Contexte : Par cette décision rendue le 25 janvier 2017, la Cour de cassation se prononce pour la première fois en faveur de l’allocation à la victime d’un manquement à un devoir d’information sur les risques encourus d’une indemnisation à fois sur le terrain du préjudice d’impréparation et sur celui de la perte de chance d’éviter le dommage.
Litige : A la suite du diagnostic d’une sténose carotidienne, une patiente subit une artériographie, à l’issue de laquelle elle présente une hémiplégie des membres inférieur et supérieur gauches. Elle assigne le chirurgien vasculaire ainsi que le radiologue mais également l’ONIAM en invoquant, d’une part, un défaut d’information préalable d’hémiplégie lié à la pratique d’une artériographie et, d’autre part, la survenue d’un accident médical non fautif relevant d’une indemnisation au titre de la solidarité nationale. Les praticiens sont condamnés pour défaut d’information, à réparer, en premier lieu, le préjudice de perte de chance d’éviter le dommage et, d’autre part, un préjudice moral d’impréparation. La part du dommage corporel non réparée par les praticiens est mise à la charge de l’ONIAM.
Solution : La première chambre civile rejette le grief reprochant à la cour d’appel d’avoir réparé deux fois le même dommage aux motifs :
« (…) qu’indépendamment des cas dans lesquels le défaut d’information sur les risques inhérents à un acte individuel de prévention, de diagnostic ou de soins a fait perdre une chance d’éviter le dommage résultant de la réalisation de l’un de ces risques, en refusant qu’il soit pratiqué, le non-respect, par un professionnel de santé, de son devoir d’information cause à celui auquel l’information était due, lorsque le risque se réalise, un préjudice moral résultant d’un défaut de préparation aux conséquences d’un tel risque, qui, dès lors qu’il est invoqué, doit être réparé ; qu’il en résulte que la cour d’appel a retenu, à bon droit et sans méconnaitre le principe de réparation intégrale, que ces préjudices distincts étaient caractérisés et pouvaient être, l’un et l’autre, indemnisés ».
Analyse : Si le préjudice d’impréparation et la perte de chance d’éviter le dommage résultent l’un et l’autre d’un manquement du médecin à un devoir d’information et supposent que le risque omis se soit réalisé, leurs points communs s’arrêtent là.
Le préjudice d’impréparation répare l’atteinte à un droit subjectif, celui qu’a tout patient d’être préalablement informé des risques encourus avant d’accepter ou de refuser la réalisation d’un acte médical, fût-il nécessaire pour la sauvegarde de sa santé.
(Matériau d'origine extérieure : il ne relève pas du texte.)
//! 告警通道
//!
//! 每个通道实现 `AlarmSink` 能力：历史归档、WebSocket 主题、
//! Redis 发布订阅主题与数据同步推送。通道之间互不感知，
//! 失败隔离由装饰器与分发监督者保证。

use crate::db::RedisPool;
use crate::errors::AppError;
use crate::models::AlarmEvent;
use crate::services::{HistoryService, SyncService};
use crate::websocket::{severity_topic, WsHub, TOPIC_ALL};
use async_trait::async_trait;
use std::sync::Arc;

/// 告警通道能力
#[async_trait]
pub trait AlarmSink: Send + Sync {
    fn name(&self) -> &str;

    /// 投递一条告警
    async fn deliver(&self, alarm: &AlarmEvent) -> Result<(), AppError>;
}

/// 历史归档通道
pub struct HistorySink {
    history: Arc<HistoryService>,
}

impl HistorySink {
    pub fn new(history: Arc<HistoryService>) -> Self {
        Self { history }
    }
}

#[async_trait]
impl AlarmSink for HistorySink {
    fn name(&self) -> &str {
        "history"
    }

    async fn deliver(&self, alarm: &AlarmEvent) -> Result<(), AppError> {
        self.history.store(alarm).await
    }
}

/// WebSocket 主题通道（alarm/all + alarm/{severity}）
pub struct WebSocketSink {
    hub: Arc<WsHub>,
}

impl WebSocketSink {
    pub fn new(hub: Arc<WsHub>) -> Self {
        Self { hub }
    }
}

#[async_trait]
impl AlarmSink for WebSocketSink {
    fn name(&self) -> &str {
        "websocket"
    }

    async fn deliver(&self, alarm: &AlarmEvent) -> Result<(), AppError> {
        let payload = serde_json::to_string(alarm)?;

        self.hub.publish(TOPIC_ALL, &payload);
        self.hub.publish(&severity_topic(alarm.severity), &payload);
        Ok(())
    }
}

/// 发布订阅通道（Redis PUBLISH，主题后缀与 WebSocket 相同）
pub struct PubSubSink {
    redis_pool: Arc<RedisPool>,
}

impl PubSubSink {
    pub fn new(redis_pool: Arc<RedisPool>) -> Self {
        Self { redis_pool }
    }
}

#[async_trait]
impl AlarmSink for PubSubSink {
    fn name(&self) -> &str {
        "pubsub"
    }

    async fn deliver(&self, alarm: &AlarmEvent) -> Result<(), AppError> {
        let payload = serde_json::to_string(alarm)?;

        self.redis_pool.publish(TOPIC_ALL, &payload).await?;
        self.redis_pool
            .publish(&severity_topic(alarm.severity), &payload)
            .await?;
        Ok(())
    }
}

/// 数据同步推送通道
pub struct SyncSink {
    sync_service: Arc<SyncService>,
}

impl SyncSink {
    pub fn new(sync_service: Arc<SyncService>) -> Self {
        Self { sync_service }
    }
}

#[async_trait]
impl AlarmSink for SyncSink {
    fn name(&self) -> &str {
        "sync"
    }

    async fn deliver(&self, alarm: &AlarmEvent) -> Result<(), AppError> {
        self.sync_service.push_alarm_update(alarm).await
    }
}
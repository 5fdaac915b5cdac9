//! 配置管理模块

mod settings;

pub use settings::{
    DatabaseSettings,
    DedupSettings,
    DistributorSettings,
    HistorySettings,
    IdSettings,
    LoggingSettings,
    PrefilterSettings,
    QueueSettings,
    RedisSettings,
    RuleSettings,
    ServerSettings,
    SessionSettings,
    Settings,
    ShutdownSettings,
    SuppressionSettings,
    SyncSettings,
    TcpSettings,
    TokenSettings,
};
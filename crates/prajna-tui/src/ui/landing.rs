use ratatui::{
    Frame,
    layout::{Alignment, Constraint, Layout, Rect},
    style::{Color, Modifier, Style, Stylize},
    text::{Line, Span},
    widgets::{Block, Borders, Clear, List, ListItem, ListState, Paragraph, Wrap},
};
use crate::app::{App, Section, GALLERY, MENU_LINKS, PANELS, QUOTE, SECTIONS};

const HIDDEN: Style = Style::new().fg(Color::Black);

pub fn render_landing(app: &mut App, frame: &mut Frame, area: Rect) {
    let [nav_area, page_area] = Layout::vertical([Constraint::Length(1), Constraint::Min(0)]).areas(area);

    render_navbar(app, frame, nav_area);

    app.gallery_areas.clear();
    app.panel_areas.clear();

    let scroll = app.landing_scroll as i32;
    let mut top = 0i32;
    for section in SECTIONS.iter() {
        let section_y = top - scroll;
        top += section.height as i32;

        // Rows of this section inside the viewport
        let start = section_y.max(0);
        let end = (section_y + section.height as i32).min(page_area.height as i32);
        if end <= start {
            continue;
        }
        let visible = Rect::new(page_area.x, page_area.y + start as u16, page_area.width, (end - start) as u16);
        let clip_top = (start - section_y) as u16;
        render_section(app, frame, section, visible, clip_top);
    }
}

fn render_navbar(app: &App, frame: &mut Frame, area: Rect) {
    let style = if app.landing_view.navbar_scrolled {
        Style::default().bg(Color::Black).fg(Color::White).add_modifier(Modifier::BOLD)
    } else {
        Style::default().fg(Color::Gray)
    };
    let links: Vec<Span> = MENU_LINKS
        .iter()
        .enumerate()
        .flat_map(|(i, (label, _))| {
            [
                Span::styled(format!(" {}", i + 1), Style::default().fg(Color::Cyan)),
                Span::raw(format!(" {} ", label)),
            ]
        })
        .collect();
    let line = Line::from(
        vec![Span::styled(" ☸ Prajna ", Style::default().fg(Color::Yellow).bold()), Span::raw("│")]
            .into_iter()
            .chain(links)
            .chain([Span::styled("  m ☰", Style::default().fg(Color::Cyan))])
            .collect::<Vec<_>>(),
    );
    frame.render_widget(Paragraph::new(line).style(style), area);
}

fn revealed(app: &App, section: &Section) -> bool {
    section
        .reveal
        .map(|index| app.landing_view.revealed.get(index).copied().unwrap_or(true))
        .unwrap_or(true)
}

fn heading(section: &Section) -> Line<'static> {
    Line::from(Span::styled(
        section.title.to_uppercase(),
        Style::default().fg(Color::Yellow).add_modifier(Modifier::BOLD),
    ))
    .alignment(Alignment::Center)
}

fn render_section(app: &mut App, frame: &mut Frame, section: &Section, area: Rect, clip_top: u16) {
    let shown = revealed(app, section);
    match section.id {
        "home" => render_hero(app, frame, section, area, clip_top),
        "teachings" => render_marquee(app, frame, section, area, clip_top, shown),
        "gallery" => render_gallery(app, frame, section, area, clip_top, shown),
        "paths" => render_panels(app, frame, section, area, clip_top, shown),
        "quote" => render_quote(app, frame, area, clip_top),
        "chat" => {
            let lines = vec![
                heading(section),
                Line::default(),
                Line::from("Questions about fear, attention, freedom and daily life.").alignment(Alignment::Center),
                Line::default(),
                Line::from(Span::styled(
                    " Press c or Enter to start a conversation ",
                    Style::default().bg(Color::Yellow).fg(Color::Black).add_modifier(Modifier::BOLD),
                ))
                .alignment(Alignment::Center),
            ];
            render_lines(frame, lines, area, clip_top, shown);
        }
        _ => {
            let lines = vec![
                heading(section),
                Line::default(),
                Line::from("Prajna is a quiet place to ask about the teachings of Jiddu Krishnamurti.")
                    .alignment(Alignment::Center),
                Line::from("Every answer is drawn from the talks and points back to where it came from.")
                    .alignment(Alignment::Center),
                Line::default(),
                Line::from(Span::styled("Scroll on, or press c to begin.", Style::default().fg(Color::DarkGray)))
                    .alignment(Alignment::Center),
            ];
            render_lines(frame, lines, area, clip_top, shown);
        }
    }
}

fn render_lines(frame: &mut Frame, lines: Vec<Line<'static>>, area: Rect, clip_top: u16, shown: bool) {
    let mut paragraph = Paragraph::new(lines).wrap(Wrap { trim: true }).scroll((clip_top, 0));
    if !shown {
        paragraph = paragraph.style(HIDDEN);
    }
    frame.render_widget(paragraph, area);
}

fn render_hero(app: &App, frame: &mut Frame, section: &Section, area: Rect, clip_top: u16) {
    let mut lines: Vec<Line> = vec![Line::default(); section.height as usize];
    lines[3] = Line::from(Span::styled("P R A J N A", Style::default().fg(Color::Yellow).bold()))
        .alignment(Alignment::Center);
    lines[5] = Line::from("Wisdom from the teachings of J. Krishnamurti").alignment(Alignment::Center);
    lines[8] = Line::from(Span::styled("↓ scroll", Style::default().fg(Color::DarkGray))).alignment(Alignment::Center);
    frame.render_widget(Paragraph::new(lines).scroll((clip_top, 0)), area);

    // The glow follows the pointer, offset from the hero's center
    let (dx, dy) = app.landing_view.glow;
    let glow_x = area.x as i32 + area.width as i32 / 2 + dx.round() as i32 * 2;
    let glow_y = area.y as i32 - clip_top as i32 + section.height as i32 / 2 + dy.round() as i32;
    if glow_x >= area.x as i32
        && glow_x < (area.x + area.width) as i32
        && glow_y >= area.y as i32
        && glow_y < (area.y + area.height) as i32
    {
        let glow = Paragraph::new(Span::styled("✺", Style::default().fg(Color::Rgb(255, 196, 80))));
        frame.render_widget(glow, Rect::new(glow_x as u16, glow_y as u16, 1, 1));
    }
}

fn render_marquee(app: &App, frame: &mut Frame, section: &Section, area: Rect, clip_top: u16, shown: bool) {
    let width = area.width as usize;
    let band: String = app
        .landing_view
        .marquee
        .chars()
        .cycle()
        .skip(app.marquee_offset)
        .take(width)
        .collect();
    let lines = vec![
        heading(section),
        Line::default(),
        Line::from(Span::styled(band, Style::default().fg(Color::Cyan).add_modifier(Modifier::ITALIC))),
    ];
    render_lines(frame, lines, area, clip_top, shown);
}

fn render_gallery(app: &mut App, frame: &mut Frame, section: &Section, area: Rect, clip_top: u16, shown: bool) {
    let [title_area, tiles_area] = split_heading(area, clip_top);
    if title_area.height > 0 {
        render_lines(frame, vec![heading(section)], title_area, clip_top, shown);
    }
    let tiles = Layout::horizontal(vec![Constraint::Ratio(1, GALLERY.len() as u32); GALLERY.len()]).split(tiles_area);
    let tile_clip = clip_top.saturating_sub(2);
    for (index, ((title, text), tile)) in GALLERY.iter().zip(tiles.iter()).enumerate() {
        app.gallery_areas.push(*tile);
        let opacity = app.landing_view.gallery_opacity.get(index).copied().unwrap_or(1.0);
        let style = if !shown {
            HIDDEN
        } else if opacity < 1.0 {
            Style::default().fg(Color::DarkGray)
        } else {
            Style::default().fg(Color::White)
        };
        let lines = vec![
            Line::from(Span::styled(title.to_string(), style.add_modifier(Modifier::BOLD))),
            Line::default(),
            Line::from(Span::styled(text.to_string(), style)),
        ];
        let block = Block::default().borders(Borders::ALL).border_style(style);
        let paragraph = Paragraph::new(lines).block(block).wrap(Wrap { trim: true }).scroll((tile_clip, 0));
        frame.render_widget(paragraph, *tile);
    }
}

fn render_panels(app: &mut App, frame: &mut Frame, section: &Section, area: Rect, clip_top: u16, shown: bool) {
    let [title_area, panels_area] = split_heading(area, clip_top);
    if title_area.height > 0 {
        render_lines(frame, vec![heading(section)], title_area, clip_top, shown);
    }
    let weights: Vec<Constraint> = app
        .landing_view
        .panel_flex
        .iter()
        .map(|flex| Constraint::Fill((flex * 10.0).round() as u16))
        .collect();
    let panels = Layout::horizontal(weights).split(panels_area);
    let panel_clip = clip_top.saturating_sub(2);
    for (index, ((title, text), panel)) in PANELS.iter().zip(panels.iter()).enumerate() {
        app.panel_areas.push(*panel);
        let grown = app.landing_view.panel_flex.get(index).copied().unwrap_or(1.0) > 1.0;
        let border = if !shown {
            HIDDEN
        } else if grown {
            Style::default().fg(Color::Yellow)
        } else {
            Style::default().fg(Color::DarkGray)
        };
        let block = Block::default().borders(Borders::ALL).border_style(border).title(format!(" {} ", title));
        let body = Paragraph::new(text.to_string())
            .block(block)
            .style(if shown { Style::default() } else { HIDDEN })
            .wrap(Wrap { trim: true })
            .scroll((panel_clip, 0));
        frame.render_widget(body, *panel);
    }
}

/// Heading (plus a spacer row) above the body of a section, minus rows scrolled away.
fn split_heading(area: Rect, clip_top: u16) -> [Rect; 2] {
    let heading_rows = 2u16.saturating_sub(clip_top).min(area.height);
    Layout::vertical([Constraint::Length(heading_rows), Constraint::Min(0)]).areas(area)
}

fn render_quote(app: &App, frame: &mut Frame, area: Rect, clip_top: u16) {
    let pulse_on = app.landing_view.quote_pulsing && (app.animation_frame / 8) % 2 == 0;
    let style = if pulse_on {
        Style::default().fg(Color::Yellow).add_modifier(Modifier::BOLD)
    } else {
        Style::default().fg(Color::White).add_modifier(Modifier::ITALIC)
    };
    let lines = vec![
        Line::default(),
        Line::default(),
        Line::from(Span::styled(QUOTE, style)).alignment(Alignment::Center),
        Line::from(Span::styled("~ J. Krishnamurti", Style::default().fg(Color::DarkGray))).alignment(Alignment::Center),
    ];
    frame.render_widget(Paragraph::new(lines).scroll((clip_top, 0)), area);
}

pub fn render_splash(app: &App, frame: &mut Frame, area: Rect) {
    frame.render_widget(Clear, area);
    let dots = ".".repeat((app.animation_frame as usize / 4) % 3 + 1);
    let mut lines = vec![Line::default(); (area.height / 2).saturating_sub(2) as usize];
    lines.push(Line::from(Span::styled("☸", Style::default().fg(Color::Yellow).bold())).alignment(Alignment::Center));
    lines.push(Line::default());
    lines.push(Line::from(Span::styled("P R A J N A", Style::default().fg(Color::Yellow).bold())).alignment(Alignment::Center));
    lines.push(Line::from(Span::styled(format!("opening{}", dots), Style::default().fg(Color::DarkGray)))
        .alignment(Alignment::Center));
    frame.render_widget(Paragraph::new(lines).style(Style::default().bg(Color::Black)), area);
}

pub fn render_menu(app: &App, frame: &mut Frame, area: Rect) {
    let width = 32.min(area.width.saturating_sub(4));
    let height = (MENU_LINKS.len() as u16 + 2).min(area.height.saturating_sub(2));
    let popup = Rect::new(area.x + area.width.saturating_sub(width + 2), area.y + 2, width, height);
    frame.render_widget(Clear, popup);

    let block = Block::default()
        .borders(Borders::ALL)
        .border_style(Style::default().fg(Color::Cyan))
        .title(" Menu (Enter to go, m to close) ");

    let items: Vec<ListItem> = MENU_LINKS
        .iter()
        .enumerate()
        .map(|(i, (label, _))| ListItem::new(format!(" {}  {} ", i + 1, label)))
        .collect();

    let list = List::new(items)
        .block(block)
        .highlight_style(
            Style::default()
                .bg(Color::Blue)
                .fg(Color::White)
                .add_modifier(Modifier::BOLD),
        )
        .highlight_symbol("> ");

    let mut state = ListState::default().with_selected(Some(app.menu_index));
    frame.render_stateful_widget(list, popup, &mut state);
}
Il s’agit d’un préjudice moral « pur », en ce sens qu’il doit être appréhendé, spécialement du point de vue de son évaluation, indépendamment des atteintes corporelles que la réalisation du risque a entrainées pour la victime. Il consiste dans le fait de n’avoir pas pu se préparer à l’éventualité de subir un risque inhérent à l’acte médical projeté.
La perte de chance répare la disparation d’une éventualité favorable, en l’occurrence celle d’échapper au risque de subir une atteinte corporelle, par une décision mieux éclairée. L’autonomie de chef de préjudice par rapport au préjudice corporel final est limitée, notamment du point de vue de son évaluation qui correspond à une fraction des différents chefs de préjudice corporel déterminée en mesurant la chance perdue.
Il s’agit donc de deux chefs de préjudice distincts dont l’indemnisation cumulée ne porte nullement atteinte au principe de réparation intégrale. Encore faut-il toutefois qu’une demande ait été demandée à ces deux titres (V. Cass. 1re civ., 15 juin 2016, n° 15-11.339).
A partir de là, comme l’énonce ici la première chambre civile, la victime du risque de paraplégie inhérent à l’artériographie, sans qu’elle en ait été préalablement informée, pouvait parfaitement prétendre à une indemnité au titre de la perte de chance d’éviter le dommage mais aussi à une indemnité au titre du préjudice d’impréparation.